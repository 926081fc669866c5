//! Application state machine.
//!
//! This module defines the [`App`] state machine, which holds the view model
//! of the chat completely decoupled from I/O and session mechanics.
//!
//! This is a pure state machine: it consumes [`crate::AppEvent`] inputs and
//! produces [`crate::AppAction`] instructions for the runtime to execute.
//!
//! # Responsibilities
//!
//! - Keeps the transcript of messages and notices in arrival order.
//! - Mirrors the roster, identity, language and connection status reported
//!   by the session controller.
//! - Turns user intents into actions for the bridge.

use parley_client::{Banner, ConnectionHealth, Identity, JoinForm, Language};

use crate::{AppAction, AppEvent, Entry, Transcript};

/// Application state machine.
///
/// Pure state machine that processes events and produces actions.
/// No I/O dependencies - fully testable in simulation.
#[derive(Debug, Clone)]
pub struct App {
    /// Server URL for connection.
    url: String,
    /// Identity once a join was submitted. `None` before join and after leave.
    identity: Option<Identity>,
    /// Server has answered since the join.
    joined: bool,
    /// Messages and notices.
    transcript: Transcript,
    /// Members in server order.
    roster: Vec<String>,
    /// Connection health.
    health: ConnectionHealth,
    /// Visible status banner. `None` if dismissed.
    banner: Option<Banner>,
    /// Translation assumed available.
    translation_available: bool,
    /// Send control enabled.
    can_send: bool,
    /// Transient status message. `None` if no message.
    status_message: Option<String>,
}

impl App {
    /// Create a new App with the given server URL.
    pub fn new(url: String) -> Self {
        Self {
            url,
            identity: None,
            joined: false,
            transcript: Transcript::new(),
            roster: Vec::new(),
            health: ConnectionHealth::Connecting,
            banner: None,
            translation_available: false,
            can_send: true,
            status_message: None,
        }
    }

    /// Process an event and return actions.
    pub fn handle(&mut self, event: AppEvent) -> Vec<AppAction> {
        match event {
            AppEvent::Tick => vec![],
            AppEvent::SessionStarted { identity } => {
                self.status_message = Some(format!("Joining #{}...", identity.room));
                self.identity = Some(identity);
                self.joined = false;
                vec![AppAction::Render]
            },
            AppEvent::SessionJoined => {
                if let Some(identity) = &self.identity {
                    self.joined = true;
                    self.status_message = Some(format!("Joined #{}", identity.room));
                }
                vec![AppAction::Render]
            },
            AppEvent::SessionEnded => {
                self.identity = None;
                self.joined = false;
                self.roster.clear();
                self.banner = None;
                self.status_message = Some("Left the chat".to_string());
                vec![AppAction::Render, AppAction::Quit]
            },
            AppEvent::LanguageSet { language } => {
                if let Some(identity) = &mut self.identity {
                    identity.language = language;
                }
                vec![AppAction::Render]
            },
            AppEvent::MessageReceived(message) => {
                self.transcript.push(Entry::Message(message));
                vec![AppAction::Render]
            },
            AppEvent::Notice(notice) => {
                self.transcript.push(Entry::Notice(notice));
                vec![AppAction::Render]
            },
            AppEvent::RosterReplaced { members } => {
                self.roster = members;
                vec![AppAction::Render]
            },
            AppEvent::HealthChanged(health) => {
                self.health = health;
                vec![AppAction::Render]
            },
            AppEvent::TranslationAvailability { available } => {
                self.translation_available = available;
                vec![AppAction::Render]
            },
            AppEvent::BannerShown(banner) => {
                self.banner = Some(banner);
                vec![AppAction::Render]
            },
            AppEvent::BannerDismissed => {
                self.banner = None;
                vec![AppAction::Render]
            },
            AppEvent::SendAvailability { can_send } => {
                self.can_send = can_send;
                vec![AppAction::Render]
            },
            AppEvent::Error { message } => {
                self.status_message = Some(format!("Error: {message}"));
                vec![AppAction::Render]
            },
        }
    }

    /// Set a status message to display to the user.
    pub fn set_status(&mut self, message: impl Into<String>) {
        self.status_message = Some(message.into());
    }

    /// Initiate connection to the server.
    pub fn connect(&mut self) -> Vec<AppAction> {
        self.health = ConnectionHealth::Connecting;
        vec![AppAction::Connect { url: self.url.clone() }, AppAction::Render]
    }

    /// Submit the join form.
    pub fn join(&mut self, form: JoinForm) -> Vec<AppAction> {
        self.status_message = None;
        vec![AppAction::Join(form), AppAction::Render]
    }

    /// Send a chat message.
    pub fn send_message(&self, content: impl Into<String>) -> Vec<AppAction> {
        vec![AppAction::SendMessage { content: content.into() }, AppAction::Render]
    }

    /// Switch display language.
    pub fn change_language(&self, language: Language) -> Vec<AppAction> {
        vec![AppAction::ChangeLanguage { language }, AppAction::Render]
    }

    /// Leave the room.
    pub fn leave(&self) -> Vec<AppAction> {
        vec![AppAction::Leave, AppAction::Render]
    }

    /// Quit the application.
    pub fn quit(&self) -> Vec<AppAction> {
        vec![AppAction::Quit]
    }

    /// Server URL.
    pub fn url(&self) -> &str {
        &self.url
    }

    /// Identity in use. `None` when not in a session.
    pub fn identity(&self) -> Option<&Identity> {
        self.identity.as_ref()
    }

    /// Whether a session exists.
    pub fn in_session(&self) -> bool {
        self.identity.is_some()
    }

    /// Whether the server has answered since the join.
    pub fn is_joined(&self) -> bool {
        self.joined
    }

    /// Current language. `None` when not in a session.
    pub fn language(&self) -> Option<Language> {
        self.identity.as_ref().map(|identity| identity.language)
    }

    /// Transcript of the session.
    pub fn transcript(&self) -> &Transcript {
        &self.transcript
    }

    /// Members in server order.
    pub fn roster(&self) -> &[String] {
        &self.roster
    }

    /// Connection health.
    pub fn health(&self) -> ConnectionHealth {
        self.health
    }

    /// Visible banner. `None` if dismissed.
    pub fn banner(&self) -> Option<&Banner> {
        self.banner.as_ref()
    }

    /// Whether translation is assumed available.
    pub fn translation_available(&self) -> bool {
        self.translation_available
    }

    /// Whether the send control is enabled.
    pub fn can_send(&self) -> bool {
        self.can_send
    }

    /// Transient status message. `None` if no message.
    pub fn status_message(&self) -> Option<&str> {
        self.status_message.as_deref()
    }
}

::::

* _TASK PROMPT_
Find the word "display" in the entries above. Copy every line that has it.

* _WRITTEN ANSWER_
    /// Set a status message to display to the user.
    /// Switch display language.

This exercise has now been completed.